How to add effects, animations and sounds to the HUD. There are two ways.
The simplest way is to hold down the CTRL key and drag and drop your custom items or addons from your inventory on the HUD. The HUD should highlight in red when you move the mouse pointer over it. Unfortunately, this simpler way isn’t always reliable.
The more elaborate way is to use the Second Life’s building tools to edit the HUD contents:
- Press Ctrl+3 to open the Building window in ‘Edit‘ mode.
- Right-click on your HUD and choose ‘Drop‘.
- The HUD should appear in front of your avatar, however it’s small and semi-transparent. To make it easier to spot it, you can press Ctrl+Alt+T to see invisible objects highlighted with a red halo.

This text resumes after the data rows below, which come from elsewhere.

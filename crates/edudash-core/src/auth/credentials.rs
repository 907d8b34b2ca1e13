use std::path::PathBuf;
use std::sync::Mutex;

use anyhow::{Context, Result};
use keyring::Entry;
use serde::{Deserialize, Serialize};

const SERVICE_NAME: &str = "edudash";

const ACCESS_ENTRY: &str = "access_token";
const REFRESH_ENTRY: &str = "refresh_token";

/// Session file name in cache directory
const SESSION_FILE: &str = "session.json";

/// The raw credential pair as persisted between runs.
#[derive(Debug, Clone, PartialEq, Eq, Serialize, Deserialize)]
pub struct TokenPair {
    pub access: String,
    pub refresh: String,
}

/// Durable backing medium for the credential pair.
///
/// Absence of a stored pair is `Ok(None)`, never an error.
pub trait CredentialStorage: Send + Sync {
    fn load(&self) -> Result<Option<TokenPair>>;
    fn save(&self, pair: &TokenPair) -> Result<()>;
    fn clear(&self) -> Result<()>;
}

/// OS keychain storage; access and refresh tokens are two entries.
pub struct KeyringStorage {
    service: String,
}

impl KeyringStorage {
    pub fn new() -> Self {
        Self::with_service(SERVICE_NAME)
    }

    pub fn with_service(service: impl Into<String>) -> Self {
        Self { service: service.into() }
    }

    fn entry(&self, name: &str) -> Result<Entry> {
        Entry::new(&self.service, name).context("Failed to create keyring entry")
    }

    fn read(&self, name: &str) -> Result<Option<String>> {
        match self.entry(name)?.get_password() {
            Ok(value) => Ok(Some(value)),
            Err(keyring::Error::NoEntry) => Ok(None),
            Err(e) => Err(e).context("Failed to retrieve token from keychain"),
        }
    }

    fn remove(&self, name: &str) -> Result<()> {
        match self.entry(name)?.delete_credential() {
            Ok(()) | Err(keyring::Error::NoEntry) => Ok(()),
            Err(e) => Err(e).context("Failed to delete token from keychain"),
        }
    }
}

impl Default for KeyringStorage {
    fn default() -> Self {
        Self::new()
    }
}

impl CredentialStorage for KeyringStorage {
    fn load(&self) -> Result<Option<TokenPair>> {
        match (self.read(ACCESS_ENTRY)?, self.read(REFRESH_ENTRY)?) {
            (Some(access), Some(refresh)) => Ok(Some(TokenPair { access, refresh })),
            _ => Ok(None),
        }
    }

    fn save(&self, pair: &TokenPair) -> Result<()> {
        self.entry(ACCESS_ENTRY)?
            .set_password(&pair.access)
            .context("Failed to store access token in keychain")?;
        self.entry(REFRESH_ENTRY)?
            .set_password(&pair.refresh)
            .context("Failed to store refresh token in keychain")?;
        Ok(())
    }

    fn clear(&self) -> Result<()> {
        self.remove(ACCESS_ENTRY)?;
        self.remove(REFRESH_ENTRY)
    }
}

/// JSON file storage under the cache directory.
pub struct FileStorage {
    cache_dir: PathBuf,
}

impl FileStorage {
    pub fn new(cache_dir: PathBuf) -> Self {
        Self { cache_dir }
    }

    fn session_path(&self) -> PathBuf {
        self.cache_dir.join(SESSION_FILE)
    }
}

impl CredentialStorage for FileStorage {
    fn load(&self) -> Result<Option<TokenPair>> {
        let path = self.session_path();
        if !path.exists() {
            return Ok(None);
        }
        let contents = std::fs::read_to_string(&path).context("Failed to read session file")?;
        let pair = serde_json::from_str(&contents).context("Failed to parse session file")?;
        Ok(Some(pair))
    }

    fn save(&self, pair: &TokenPair) -> Result<()> {
        std::fs::create_dir_all(&self.cache_dir).context("Failed to create cache directory")?;
        let contents = serde_json::to_string_pretty(pair)?;
        std::fs::write(self.session_path(), contents).context("Failed to write session file")?;
        Ok(())
    }

    fn clear(&self) -> Result<()> {
        let path = self.session_path();
        if path.exists() {
            std::fs::remove_file(path).context("Failed to remove session file")?;
        }
        Ok(())
    }
}

/// In-process storage; nothing survives the process.
#[derive(Default)]
pub struct MemoryStorage {
    pair: Mutex<Option<TokenPair>>,
}

impl MemoryStorage {
    pub fn new() -> Self {
        Self::default()
    }

    pub fn with_pair(pair: TokenPair) -> Self {
        Self { pair: Mutex::new(Some(pair)) }
    }
}

impl CredentialStorage for MemoryStorage {
    fn load(&self) -> Result<Option<TokenPair>> {
        Ok(self.pair.lock().map_err(|_| anyhow::anyhow!("storage lock poisoned"))?.clone())
    }

    fn save(&self, pair: &TokenPair) -> Result<()> {
        *self.pair.lock().map_err(|_| anyhow::anyhow!("storage lock poisoned"))? = Some(pair.clone());
        Ok(())
    }

    fn clear(&self) -> Result<()> {
        *self.pair.lock().map_err(|_| anyhow::anyhow!("storage lock poisoned"))? = None;
        Ok(())
    }
}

- If you didn’t skip the first step, your HUD should already be your current selection. Otherwise, left-click on it to select it.
- If you see a ‘More >>‘ button on the building window, click on it to expand it and show the detailed options.
- There are various tabs, click on the ‘Contents‘ one. Here you’ll see a list of items contained in the Teleport Effects HUD.
- You can drag and drop sounds, animations and effects in the ‘Contents‘ panel of the building window to add them to the HUD.
- When you are done, click on the ‘Build‘ button on the bottom of your screen (or close the Building window) to leave the building tools.
- Right-click on your hud and choose ‘Take‘ to get it back into your inventory, then ‘Wear‘ it.
Now, you know how to add items to your HUD. But how do you create them?
How to…
…Upload a sound. Adding sounds to SecondLife is easy, but there are a few stumbling blocks that you should be aware of. Your sound must be in 16-bit, 44.1KHz, .WAV format and it can’t be more than 10 seconds long.
My recommendation is to use WinAMP: you can convert any file to .WAV format by switch the output plugin.
Once you have your .WAV file, select Upload Sound from the File menu in Second Life, pay the upload tax (L$10) and you’ll find your sound in the Sounds folder of your inventory in a couple of seconds.
…Create an animation. The expensive, professional way to make animations for SecondLife is Poser. It’s what you want when you need to make high quality dances and couple animations.
However, there are alternatives for the simpler kind of animations that you probably want to make for my HUD. You can use a free, open source and much simpler tool meant specifically for SL: Qavimator.
In Second Life, you can upload animations using the Upload Animation command from the File menu.
…Create an effect. Effects are just scripted objects that the HUD “rezzes” in world when you activate the summon/vanish sequence manually or automatically by teleporting.
TIP: if you are building your own effects and they are wrongly oriented when put them in the HUD, make sure that the root primitive of your effects isn’t rotated (i.e. check that the rotation fields in the Object tab of the Building window are all set to 0).
The scripts inside the effect will receive a special value as their start parameter (accessible thru llGetStartParameter or thru the on_rez event):
- the value will be 0 (zero) when the effect is “rezzed” manually by the user (e.g. to edit and customize it);
- the value will be positive when it’s “rezzed” as part of a summon sequence.
- the value will be negative on vanish.
The effect is responsible for its own cleanup, the script should set the object on temp-on-rez and start a timer to call llDie after 10 seconds.
There are two sample scripts attached to the README notecard, it is my intention to eventually polish them up and create a library of sample scripts (effects base scripts, particles, rotations, etc.) on this site.